Texte : Christian Franzoso
Photo: libre de droit (LDD)

« Il est toujours préférable de ne pas fumer »

PD Dr. med. Ulf Petrausch

PD Dr med. Ulf Petrausch est oncologue au centre d’oncologie de Zurich. Il suit Heidi Mani depuis qu’elle est revenue des Etats-Unis.

Docteur Petrausch, après avoir arrêté de fumer pendant 25 ans, Mme Mani a développé une tumeur au poumon. Ce cancer est-il dû au tabagisme ?
Dr Ulf Petrausch : quatre cancers du poumon sur cinq sont associés au tabagisme. La grande majorité des cas sont donc dus au tabagisme. Même si une personne a arrêté de fumer il y a plus de 25 ans, son risque de développer un cancer est toujours presque quatre fois plus élevé par rapport à une personne qui n’a jamais fumé. Après cinq ans d’abstinence tabagique, le risque demeure douze fois plus élevé.

Quel est l’effet de la fumée de la cigarette sur les poumons ?
Cette fumée est un mélange très complexe de substances. Elle se compose d’environ 4800 substances différentes, qui sont pour la plupart toxiques. D’une part, il y a la nicotine, la substance qui pénètre dans le cerveau et entraîne une relation de dépendance. D’autre part, la fumée contient de nombreux radicaux libres. Ces substances extrêmement agressives attaquent les molécules et les détruisent. Enfin, il y a le monoxyde de carbone, un gaz qui modifie les proportions d’oxygène dans le sang et qui perturbe donc aussi la circulation sanguine. Nous pensons que ces trois groupes, associés à une modification du système immunitaire, favorisent l’apparition d’un cancer.

Un poumon peut-il se régénérer après un arrêt du tabagisme ?
En partie seulement. Le tabagisme détruit certaines structures comme les alvéoles pulmonaires. Les échanges gazeux sont donc altérés, ce qui entraîne un dysfonctionnement de l’absorption d’oxygène et du rejet de dioxyde de carbone. Une régénération complète n’est pas possible. En revanche, l’adhérence des cils pulmonaires causée par le goudron peut régresser. En résumé : plus une personne fume longtemps, plus les dégâts structurels sur ses poumons seront importants.

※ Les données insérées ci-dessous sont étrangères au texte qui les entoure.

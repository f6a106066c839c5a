/// Reports the lock state of the device.
///
/// Keys are created with an unlocked-device requirement, so the bridge refuses to create or
/// use them while the device is locked.
#[uniffi::export(with_foreign)]
pub trait DeviceStateGuard: Send + Sync {
    /// Returns `true` if the device is currently locked.
    fn is_locked(&self) -> bool;
}
//! Platform abstraction traits for attested keys.
//!
//! This module defines the capabilities the host platform provides to the bridge. All of
//! them are exported via `UniFFI` so they can be implemented in Kotlin or Swift.
//!
//! - [`KeyStore`]: hardware key storage: create attested keys, sign, enumerate and delete
//! - [`AttestationService`] and [`IntegrityTokenProvider`]: app integrity tokens (network bound)
//! - [`DeviceStateGuard`]: whether the device is currently locked
//!
//! ## Android (Kotlin)
//! - `KeyStore`: Android Keystore, `StrongBox` when available, key attestation enabled
//! - `AttestationService`: Play Integrity standard requests
//! - `DeviceStateGuard`: `KeyguardManager.isDeviceLocked`
//!
//! Calls into these traits may block. The bridge always invokes them from the blocking
//! thread pool, never from the thread that polls the caller's future.

mod attestation;
mod device_state;
mod key_store;

pub use attestation::{
    AttestationService, AttestationServiceError, AttestationServiceResult,
    IntegrityTokenProvider,
};
pub use device_state::DeviceStateGuard;
pub use key_store::{KeyStore, KeyStoreError, KeyStoreResult, SecurityTier};

use tokio::task::JoinError;

/// Runs a blocking platform call on the tokio blocking pool.
///
/// A panic inside `call` surfaces as `E::from(JoinError)`.
pub(crate) async fn run_blocking<T, E, F>(call: F) -> Result<T, E>
where
    F: FnOnce() -> Result<T, E> + Send + 'static,
    T: Send + 'static,
    E: From<JoinError> + Send + 'static,
{
    tokio::task::spawn_blocking(call).await?
}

Y a-t-il une différence entre fumer peu et fumer beaucoup en termes de conséquences sur la santé ?
Nous pouvons faire une distinction entre les gros fumeurs, qui consomment plus de 20 cigarettes par jour, et les fumeurs plus modérés, qui consomment entre une et quatre cigarettes par jour. Par rapport aux non-fumeurs, les gros fumeurs ont 23 fois plus de risques de développer un cancer du poumon. Ce chiffre se situe entre trois et cinq pour les « petits fumeurs ».

Cela signifie donc que, dans l’idéal, il ne faut pas fumer du tout ?
Absolument ! Il est toujours préférable de ne pas fumer. En effet, il est impossible de fixer une limite – par exemple s’en tenir à deux cigarettes par jour – qui permettrait d’être à l’abri du cancer ; ou encore affirmer qu’à partir de la cinquième cigarette, le risque de cancer augmente. Le risque d’endommager ses poumons en consommant du tabac et de déclencher ainsi un cancer existe toujours, quelle que soit la quantité de tabac qu’une personne consomme.